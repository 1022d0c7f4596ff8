//! World-space vectors and the playable-field rectangle.
//!
//! World units are the game's native units ("uu").  The pitch is centred on
//! the origin with X across the field and Y along it, goals at ±Y.

use std::ops::{Add, Mul, Sub};

/// A 3-D world position or velocity.
#[derive(Copy, Clone, Debug, Default, PartialEq)]
#[cfg_attr(feature = "serde", derive(serde::Serialize, serde::Deserialize))]
pub struct Vec3 {
    pub x: f32,
    pub y: f32,
    pub z: f32,
}

impl Vec3 {
    pub const ZERO: Vec3 = Vec3 { x: 0.0, y: 0.0, z: 0.0 };

    #[inline]
    pub const fn new(x: f32, y: f32, z: f32) -> Self {
        Self { x, y, z }
    }

    #[inline]
    pub fn length(self) -> f32 {
        (self.x * self.x + self.y * self.y + self.z * self.z).sqrt()
    }

    /// Straight-line distance.  Used both as the route edge cost and as the
    /// A* goal estimate, so the two can never disagree.
    #[inline]
    pub fn distance(self, other: Vec3) -> f32 {
        (self - other).length()
    }

    #[inline]
    pub fn to_array(self) -> [f32; 3] {
        [self.x, self.y, self.z]
    }
}

impl Add for Vec3 {
    type Output = Vec3;
    #[inline]
    fn add(self, rhs: Vec3) -> Vec3 {
        Vec3::new(self.x + rhs.x, self.y + rhs.y, self.z + rhs.z)
    }
}

impl Sub for Vec3 {
    type Output = Vec3;
    #[inline]
    fn sub(self, rhs: Vec3) -> Vec3 {
        Vec3::new(self.x - rhs.x, self.y - rhs.y, self.z - rhs.z)
    }
}

impl Mul<f32> for Vec3 {
    type Output = Vec3;
    #[inline]
    fn mul(self, rhs: f32) -> Vec3 {
        Vec3::new(self.x * rhs, self.y * rhs, self.z * rhs)
    }
}

impl std::fmt::Display for Vec3 {
    fn fmt(&self, f: &mut std::fmt::Formatter<'_>) -> std::fmt::Result {
        write!(f, "({:.1}, {:.1}, {:.1})", self.x, self.y, self.z)
    }
}

/// A 2-D screen-space point (pixels, origin top-left).
#[derive(Copy, Clone, Debug, Default, PartialEq)]
#[cfg_attr(feature = "serde", derive(serde::Serialize, serde::Deserialize))]
pub struct Vec2 {
    pub x: f32,
    pub y: f32,
}

impl Vec2 {
    #[inline]
    pub const fn new(x: f32, y: f32) -> Self {
        Self { x, y }
    }
}

// ── FieldBounds ───────────────────────────────────────────────────────────────

/// Axis-aligned playable rectangle in the XY plane.
///
/// The lower bounds are inclusive and the upper bounds exclusive, so a
/// position exactly on `max_x` or `max_y` is outside.
#[derive(Copy, Clone, Debug, PartialEq)]
#[cfg_attr(feature = "serde", derive(serde::Serialize, serde::Deserialize))]
pub struct FieldBounds {
    pub min_x: f32,
    pub max_x: f32,
    pub min_y: f32,
    pub max_y: f32,
}

impl FieldBounds {
    /// Standard soccar pitch: X ∈ [-4096, 4096), Y ∈ [-5120, 5120).
    pub const STANDARD: FieldBounds = FieldBounds {
        min_x: -4096.0,
        max_x: 4096.0,
        min_y: -5120.0,
        max_y: 5120.0,
    };

    #[inline]
    pub fn width(&self) -> f32 {
        self.max_x - self.min_x
    }

    #[inline]
    pub fn length(&self) -> f32 {
        self.max_y - self.min_y
    }

    /// Map `pos` onto an `n × n` grid and return `(col, row)`, or `None`
    /// if the position falls outside the rectangle.
    ///
    /// Uses `floor` so positions just below the lower bound land on a
    /// negative cell and are rejected instead of being truncated into cell 0.
    pub fn cell_of(&self, pos: Vec3, n: usize) -> Option<(usize, usize)> {
        let fx = ((pos.x - self.min_x) / self.width() * n as f32).floor();
        let fy = ((pos.y - self.min_y) / self.length() * n as f32).floor();
        if !(fx >= 0.0 && fy >= 0.0) {
            // Also rejects NaN.
            return None;
        }
        let (cx, cy) = (fx as usize, fy as usize);
        (cx < n && cy < n).then_some((cx, cy))
    }
}

impl Default for FieldBounds {
    fn default() -> Self {
        Self::STANDARD
    }
}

....

▶ BRIEF
Only one span is wanted. It runs from the first line of the listing through the line with "pub const fn new(x: f32, y: f32)", and each line must match exactly.

▶ ANSWER SPACE
repository 1022d0c7f4596ff8
//! World-space vectors and the playable-field rectangle.
//!
//! World units are the game's native units ("uu").  The pitch is centred on
//! the origin with X across the field and Y along it, goals at ±Y.

use std::ops::{Add, Mul, Sub};

/// A 3-D world position or velocity.
#[derive(Copy, Clone, Debug, Default, PartialEq)]
#[cfg_attr(feature = "serde", derive(serde::Serialize, serde::Deserialize))]
pub struct Vec3 {
    pub x: f32,
    pub y: f32,
    pub z: f32,
}

impl Vec3 {
    pub const ZERO: Vec3 = Vec3 { x: 0.0, y: 0.0, z: 0.0 };

    #[inline]
    pub const fn new(x: f32, y: f32, z: f32) -> Self {
        Self { x, y, z }
    }

    #[inline]
    pub fn length(self) -> f32 {
        (self.x * self.x + self.y * self.y + self.z * self.z).sqrt()
    }

    /// Straight-line distance.  Used both as the route edge cost and as the
    /// A* goal estimate, so the two can never disagree.
    #[inline]
    pub fn distance(self, other: Vec3) -> f32 {
        (self - other).length()
    }

    #[inline]
    pub fn to_array(self) -> [f32; 3] {
        [self.x, self.y, self.z]
    }
}

impl Add for Vec3 {
    type Output = Vec3;
    #[inline]
    fn add(self, rhs: Vec3) -> Vec3 {
        Vec3::new(self.x + rhs.x, self.y + rhs.y, self.z + rhs.z)
    }
}

impl Sub for Vec3 {
    type Output = Vec3;
    #[inline]
    fn sub(self, rhs: Vec3) -> Vec3 {
        Vec3::new(self.x - rhs.x, self.y - rhs.y, self.z - rhs.z)
    }
}

impl Mul<f32> for Vec3 {
    type Output = Vec3;
    #[inline]
    fn mul(self, rhs: f32) -> Vec3 {
        Vec3::new(self.x * rhs, self.y * rhs, self.z * rhs)
    }
}

impl std::fmt::Display for Vec3 {
    fn fmt(&self, f: &mut std::fmt::Formatter<'_>) -> std::fmt::Result {
        write!(f, "({:.1}, {:.1}, {:.1})", self.x, self.y, self.z)
    }
}

/// A 2-D screen-space point (pixels, origin top-left).
#[derive(Copy, Clone, Debug, Default, PartialEq)]
#[cfg_attr(feature = "serde", derive(serde::Serialize, serde::Deserialize))]
pub struct Vec2 {
    pub x: f32,
    pub y: f32,
}

impl Vec2 {
    #[inline]
    pub const fn new(x: f32, y: f32) -> Self {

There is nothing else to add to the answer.